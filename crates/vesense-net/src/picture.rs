//! ---
//! vs_section: "07-networking-external-interfaces"
//! vs_subsection: "module"
//! vs_type: "source"
//! vs_scope: "code"
//! vs_description: "Camera picture thumbnails for the REST API."
//! vs_version: "v0.0.0-prealpha"
//! vs_owner: "tbd"
//! ---
//! JPEG thumbnails of camera uploads.
use image::codecs::jpeg::JpegEncoder;
use image::{ImageFormat, ImageResult};

/// Maximum thumbnail width; the aspect ratio is kept.
pub const THUMB_WIDTH: u32 = 320;
/// Maximum thumbnail height.
pub const THUMB_HEIGHT: u32 = 240;
const THUMB_QUALITY: u8 = 80;

/// Scale a JPEG upload down to fit [`THUMB_WIDTH`] x [`THUMB_HEIGHT`] and
/// re-encode it as JPEG.
pub fn thumbnail(jpeg: &[u8]) -> ImageResult<Vec<u8>> {
    let picture = image::load_from_memory_with_format(jpeg, ImageFormat::Jpeg)?;
    let scaled = picture.thumbnail(THUMB_WIDTH, THUMB_HEIGHT).to_rgb8();
    let mut out = Vec::new();
    JpegEncoder::new_with_quality(&mut out, THUMB_QUALITY).encode_image(&scaled)?;
    Ok(out)
}

#[cfg(test)]
pub(crate) mod tests {
    use super::*;
    use image::{GenericImageView, ImageBuffer, Rgb};

    /// Encode a gradient of the given size as JPEG.
    pub(crate) fn sample_jpeg(width: u32, height: u32) -> Vec<u8> {
        let img: ImageBuffer<Rgb<u8>, Vec<u8>> =
            ImageBuffer::from_fn(width, height, |x, y| Rgb([x as u8, y as u8, 128]));
        let mut buf = Vec::new();
        JpegEncoder::new(&mut buf).encode_image(&img).unwrap();
        buf
    }

    #[test]
    fn thumbnail_fits_bounding_box() {
        let thumb = thumbnail(&sample_jpeg(640, 480)).unwrap();
        let decoded = image::load_from_memory(&thumb).unwrap();
        assert_eq!(decoded.dimensions(), (THUMB_WIDTH, THUMB_HEIGHT));
    }

    #[test]
    fn thumbnail_keeps_aspect_ratio() {
        let thumb = thumbnail(&sample_jpeg(400, 100)).unwrap();
        let (width, height) = image::load_from_memory(&thumb).unwrap().dimensions();
        assert_eq!(width, THUMB_WIDTH);
        assert_eq!(height, 80);
    }

    #[test]
    fn non_jpeg_payload_is_rejected() {
        assert!(thumbnail(b"\xFF\xD8not really").is_err());
    }
}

### Aim of the task:
Only one stretch of the data above is needed. Restate it word for word, from the line containing "pub const THUMB_WIDTH: u32 = 320;" through the line containing "it as JPEG.", both ends included.

### Task output:
pub const THUMB_WIDTH: u32 = 320;
/// Maximum thumbnail height.
pub const THUMB_HEIGHT: u32 = 240;
const THUMB_QUALITY: u8 = 80;

/// Scale a JPEG upload down to fit [`THUMB_WIDTH`] x [`THUMB_HEIGHT`] and
/// re-encode it as JPEG.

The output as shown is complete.